TASK TO COMPLETE: Lines in the records below that contain the word "built" must each be copied.

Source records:

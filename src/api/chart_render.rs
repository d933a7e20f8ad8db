use tracing::{trace, warn};

use crate::core::Millis;
use crate::error::ChartResult;
use crate::extensions::ScaleChange;
use crate::render::Renderer;

use super::render_frame_builder::{RenderFrameInputs, build_render_frame};
use super::{ChartInstance, LoadingState};

impl<R: Renderer> ChartInstance<R> {
    /// Advances host-clocked work: debounced resize, scheduled resolution
    /// upgrades and viewport changes written by zoom sync.
    ///
    /// Returns `true` when a frame was drawn.
    pub fn tick(&mut self, now: Millis) -> ChartResult<bool> {
        if !self.mounted {
            return Ok(false);
        }
        if let Some(area) = self.resize.poll(now) {
            if area != self.plot_area {
                trace!(chart = %self.id, width = area.width, height = area.height, "plot resized");
                self.plot_area = area;
                self.needs_render = true;
            }
        }
        if self.resolution.poll(now).is_some() {
            self.needs_render = true;
        }
        let viewport_moved = self
            .rendered_revision
            .is_some_and(|revision| revision != self.viewport.revision());
        if viewport_moved || self.viewport.is_currently_updating() {
            self.needs_render = true;
        }

        if self.needs_render {
            return self.render();
        }
        Ok(false)
    }

    /// Samples the loaded data for the active tier and draws one frame.
    ///
    /// Transform failures become the chart's error state instead of an `Err`.
    /// Returns `true` when a frame was drawn.
    pub fn render(&mut self) -> ChartResult<bool> {
        let synced = self.viewport.is_currently_updating();
        let (Some(data), Some(viewport), true) =
            (self.data.as_ref(), self.viewport.current(), self.mounted)
        else {
            self.needs_render = false;
            self.viewport.finish_synced_update();
            return Ok(false);
        };

        let plugin_ids = self
            .plugins
            .iter()
            .map(|plugin| plugin.id().to_owned())
            .collect();
        let built = build_render_frame(
            RenderFrameInputs {
                config: &self.config,
                data,
                viewport,
                plot_area: self.plot_area,
                resolution: self.resolution.tier(),
                visible_x: self.viewport.is_zoomed().then_some(viewport.x),
            },
            plugin_ids,
        );
        let mut frame = match built {
            Ok(frame) => frame,
            Err(err) => {
                let err = err.into_transform_failure();
                warn!(chart = %self.id, error = %err, "chart render failed");
                self.loading = LoadingState::from_error(&err);
                self.needs_render = false;
                self.viewport.finish_synced_update();
                return Ok(false);
            }
        };
        self.last_sampling = frame
            .options
            .series
            .iter()
            .map(|series| series.sampling)
            .collect();

        let context = self.plugin_context();
        for plugin in &mut self.plugins {
            if synced {
                // Lets plugins observe the synced range; zoom sync skips it.
                plugin.on_set_scale(&context, ScaleChange::Zoomed(viewport.x));
            }
            if !self.ready_sent {
                plugin.on_ready(&context);
            }
            plugin.on_draw(&context, &mut frame.overlays);
        }
        self.ready_sent = true;

        self.renderer.render(&frame)?;
        self.rendered_revision = Some(self.viewport.revision());
        self.needs_render = false;
        self.viewport.finish_synced_update();
        trace!(
            chart = %self.id,
            resolution = %frame.options.resolution,
            overlays = frame.overlays.len(),
            "chart rendered"
        );
        Ok(true)
    }
}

WRITTEN SOLUTION:
        let built = build_render_frame(
        let mut frame = match built {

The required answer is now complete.